Saturday we staged the traditional auction dinner with another crew of great local chefs including Tim Andriola of Timo and Willis Loughhead from The Ritz-Carlton Coconut Grove joined by David Bouley from New York. The move was a huge success and set the stage for a partnership with the Hotel InterContinental that with only a couple of detours continues to this day.
One thing we discovered in 2004 was a need to rethink how events fitted together. While the Interactive Dinner was a fantastic event, there were many people who only wanted to do the wine tasting especially younger consumers looking for a more reasonably priced wine option. With this in mind in 2005, we separated the two events and staged the wine tasting, now called “Taste and Toast” with dozens of wineries and a bevy of local restaurants participating, on Thursday night as a stand-alone event, though it was still at the InterContinental.
Friday the Interactive Dinner returned in the evening with a single guest chef. Rising star Govind Armstrong had made a name for himself on the Food Network, which was a growing influence on the chef culture in the U.S. (and would go on to compete on Iron Chef America). The audience loved having a single chef carry through three courses before the hotel kitchen did a dessert created by Armstrong and this set a formula we followed for many years of a single celebrity chef in the spotlight.
The Festival wasted no time in creating a splash, and staged Thursday’s wine tasting out of doors. After all, the event was held every year in March or April which is still cold up north but balmy and breezy in South Florida. Setting up the outdoor tasting at the large Merrick Park shopping complex in Coral Gables, more than 1,200 people came to “Taste and Toast.”
Friday night was devoted solely to the Interactive Dinner and the guest chef was popular Napa restaurateur, television chef and cookbook author (who actually had kicked off his career in South Florida) Michael Chiarello.
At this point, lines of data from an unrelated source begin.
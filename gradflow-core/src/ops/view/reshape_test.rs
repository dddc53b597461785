// gradflow-core/src/ops/view/reshape_test.rs

use super::*;

#[test]
fn test_reshape_forward_and_error() {
    let t = Tensor::new(vec![1.0, 2.0, 3.0, 4.0, 5.0, 6.0], vec![2, 3]).unwrap();
    let r = reshape_op(&t, &[3, 2]).unwrap();
    assert_eq!(r.shape(), vec![3, 2]);
    assert_eq!(r.to_vec(), t.to_vec());
    assert!(matches!(
        reshape_op(&t, &[4]),
        Err(GradFlowError::ShapeMismatch { .. })
    ));
}

#[test]
fn test_reshape_backward_restores_shape() {
    let t = Tensor::new(vec![1.0, 2.0, 3.0, 4.0, 5.0, 6.0], vec![2, 3]).unwrap();
    t.requires_grad_(true);
    let r = reshape_op(&t, &[6]).unwrap();
    let weights = Tensor::new(vec![1.0, 2.0, 3.0, 4.0, 5.0, 6.0], vec![6]).unwrap();
    r.mul(&weights).unwrap().sum().unwrap().backward().unwrap();
    assert_eq!(t.grad_value().shape(), &[2, 3]);
    assert_eq!(t.grad_value().data(), weights.value().data());
}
Saturday’s dinner brought back the divide between auction and dinner dance utilizing two ballrooms at the InterContinental and longtime auctioneer Fritz Hatton was joined by Sotheby’s top wine expert Jamie Ritchie for a hugely successful auction. Spread now over three days and nights, the event was glamorous and lucrative for the charities but also extremely demanding on the charities’ event staffs. And with that thought, I leave you to a glass (or bottle) on your own before we pick up our story next week (and I’ll bring along some recipes then!) Cheers!
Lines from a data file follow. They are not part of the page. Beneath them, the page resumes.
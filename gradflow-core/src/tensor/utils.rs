use crate::error::GradFlowError;
use std::cmp::max;

/// Calculates the strides for a given shape.
/// Strides represent the number of elements to skip in the flattened data array
/// to move one step along each dimension.
///
/// Example:
/// shape = [2, 3] -> strides = [3, 1]
/// shape = [2, 2, 2] -> strides = [4, 2, 1]
pub fn calculate_strides(shape: &[usize]) -> Vec<usize> {
    if shape.is_empty() {
        return vec![];
    }
    let rank = shape.len();
    let mut strides = vec![1; rank];
    for i in (0..rank - 1).rev() {
        strides[i] = strides[i + 1] * shape[i + 1];
    }
    strides
}

/// Determines the output shape resulting from broadcasting two input shapes.
///
/// Follows NumPy broadcasting rules:
/// 1. If the shapes have different numbers of dimensions, prepend 1s to the shorter shape.
/// 2. Compare dimensions element-wise from right to left.
/// 3. Dimensions are compatible if they are equal, or one of them is 1.
/// 4. The resulting dimension is the larger of the two.
pub fn broadcast_shapes(shape_a: &[usize], shape_b: &[usize]) -> Result<Vec<usize>, GradFlowError> {
    let rank_a = shape_a.len();
    let rank_b = shape_b.len();
    let max_rank = max(rank_a, rank_b);
    let mut result_shape = vec![0; max_rank];

    for i in 0..max_rank {
        let dim_a = shape_a.get(rank_a.wrapping_sub(1 + i)).copied().unwrap_or(1);
        let dim_b = shape_b.get(rank_b.wrapping_sub(1 + i)).copied().unwrap_or(1);

        result_shape[max_rank - 1 - i] = if dim_a == dim_b || dim_b == 1 {
            dim_a
        } else if dim_a == 1 {
            dim_b
        } else {
            return Err(GradFlowError::BroadcastError {
                shape1: shape_a.to_vec(),
                shape2: shape_b.to_vec(),
            });
        };
    }
    Ok(result_shape)
}

/// Converts a linear (row-major) index into multi-dimensional coordinates.
pub fn index_to_coord(index: usize, strides: &[usize], shape: &[usize]) -> Vec<usize> {
    let mut coord = vec![0; shape.len()];
    let mut current_index = index;
    for i in 0..shape.len() {
        if strides[i] != 0 {
            coord[i] = current_index / strides[i];
            current_index %= strides[i];
        }
    }
    coord
}

/// Maps coordinates of a broadcast result back to the linear index of an operand.
///
/// Leading dimensions missing from `original_shape` are ignored and size-1 dimensions
/// always read coordinate 0.
pub fn coord_to_index_broadcasted(
    target_coord: &[usize],
    original_shape: &[usize],
    original_strides: &[usize],
) -> usize {
    let rank_diff = target_coord.len().saturating_sub(original_shape.len());
    let mut index = 0;
    for i in 0..original_shape.len() {
        let effective_coord = if original_shape[i] == 1 {
            0
        } else {
            target_coord[rank_diff + i]
        };
        index += effective_coord * original_strides[i];
    }
    index
}

/// Validates reduction axes against `rank`, returning them sorted and deduplicated.
/// An empty slice selects every axis.
pub fn normalize_axes(axes: &[usize], rank: usize) -> Result<Vec<usize>, GradFlowError> {
    if axes.is_empty() {
        return Ok((0..rank).collect());
    }
    let mut normalized = Vec::with_capacity(axes.len());
    for &axis in axes {
        if axis >= rank {
            return Err(GradFlowError::InvalidAxis { axis, rank });
        }
        if !normalized.contains(&axis) {
            normalized.push(axis);
        }
    }
    normalized.sort_unstable();
    Ok(normalized)
}

#[cfg(test)]
mod tests {
    use super::*;

    #[test]
    fn test_calculate_strides_simple() {
        assert_eq!(calculate_strides(&[2, 3]), vec![3, 1]);
        assert_eq!(calculate_strides(&[4, 5, 6]), vec![30, 6, 1]);
        assert_eq!(calculate_strides(&[5]), vec![1]);
        assert_eq!(calculate_strides(&[5, 1]), vec![1, 1]);
    }

    #[test]
    fn test_calculate_strides_empty() {
        assert_eq!(calculate_strides(&[]), Vec::<usize>::new());
    }

    #[test]
    fn test_broadcast_shapes_equal() {
        assert_eq!(broadcast_shapes(&[2, 3], &[2, 3]), Ok(vec![2, 3]));
        assert_eq!(broadcast_shapes(&[], &[]), Ok(vec![]));
    }

    #[test]
    fn test_broadcast_shapes_scalar() {
        assert_eq!(broadcast_shapes(&[2, 3], &[]), Ok(vec![2, 3]));
        assert_eq!(broadcast_shapes(&[], &[2, 3]), Ok(vec![2, 3]));
    }

    #[test]
    fn test_broadcast_shapes_prepend_ones() {
        assert_eq!(broadcast_shapes(&[4, 5], &[5]), Ok(vec![4, 5]));
        assert_eq!(broadcast_shapes(&[2, 3, 4], &[3, 1]), Ok(vec![2, 3, 4]));
        assert_eq!(broadcast_shapes(&[4, 1], &[1, 5]), Ok(vec![4, 5]));
    }

    #[test]
    fn test_broadcast_shapes_incompatible() {
        let err = broadcast_shapes(&[2, 3], &[2, 4]).unwrap_err();
        assert_eq!(
            err,
            GradFlowError::BroadcastError {
                shape1: vec![2, 3],
                shape2: vec![2, 4]
            }
        );
    }

    #[test]
    fn test_index_to_coord_round_trip_with_broadcast_index() {
        let shape = [2, 3];
        let strides = calculate_strides(&shape);
        let coord = index_to_coord(5, &strides, &shape);
        assert_eq!(coord, vec![1, 2]);
        // A [3] operand broadcast against [2, 3] reads column 2.
        assert_eq!(coord_to_index_broadcasted(&coord, &[3], &[1]), 2);
        // A [2, 1] operand reads row 1.
        assert_eq!(coord_to_index_broadcasted(&coord, &[2, 1], &[1, 1]), 1);
    }

    #[test]
    fn test_normalize_axes() {
        assert_eq!(normalize_axes(&[], 3), Ok(vec![0, 1, 2]));
        assert_eq!(normalize_axes(&[2, 0, 2], 3), Ok(vec![0, 2]));
        assert_eq!(
            normalize_axes(&[3], 3),
            Err(GradFlowError::InvalidAxis { axis: 3, rank: 3 })
        );
    }
}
*A footnote for detail geeks: if you’ve been keeping track, the festival numbering seems a little wonky up to this point. That’s because the auction began in 1996 and The Biltmore International Wine Festival began in 1997 and the two fully joined together in 1998 when, for the detail oriented, we billed it in some materials as, “the Third Great South Florida Fine Wine Auction at the Second Annual Biltmore International Wine Festival.” This got terribly confusing, so in 2003 we essentially skipped the confusion of having the eighth auction at the seventh festival, and just called it the Eighth Festival – there was no Seventh festival per se. And when the event was renamed and moved from The Biltmore to the Hotel InterContinental in 2006 it was The Ninth Annual Miami Wine & Food Festival, and the numbering was consistent from then on. Well, mostly, but that’s another detail for a future post!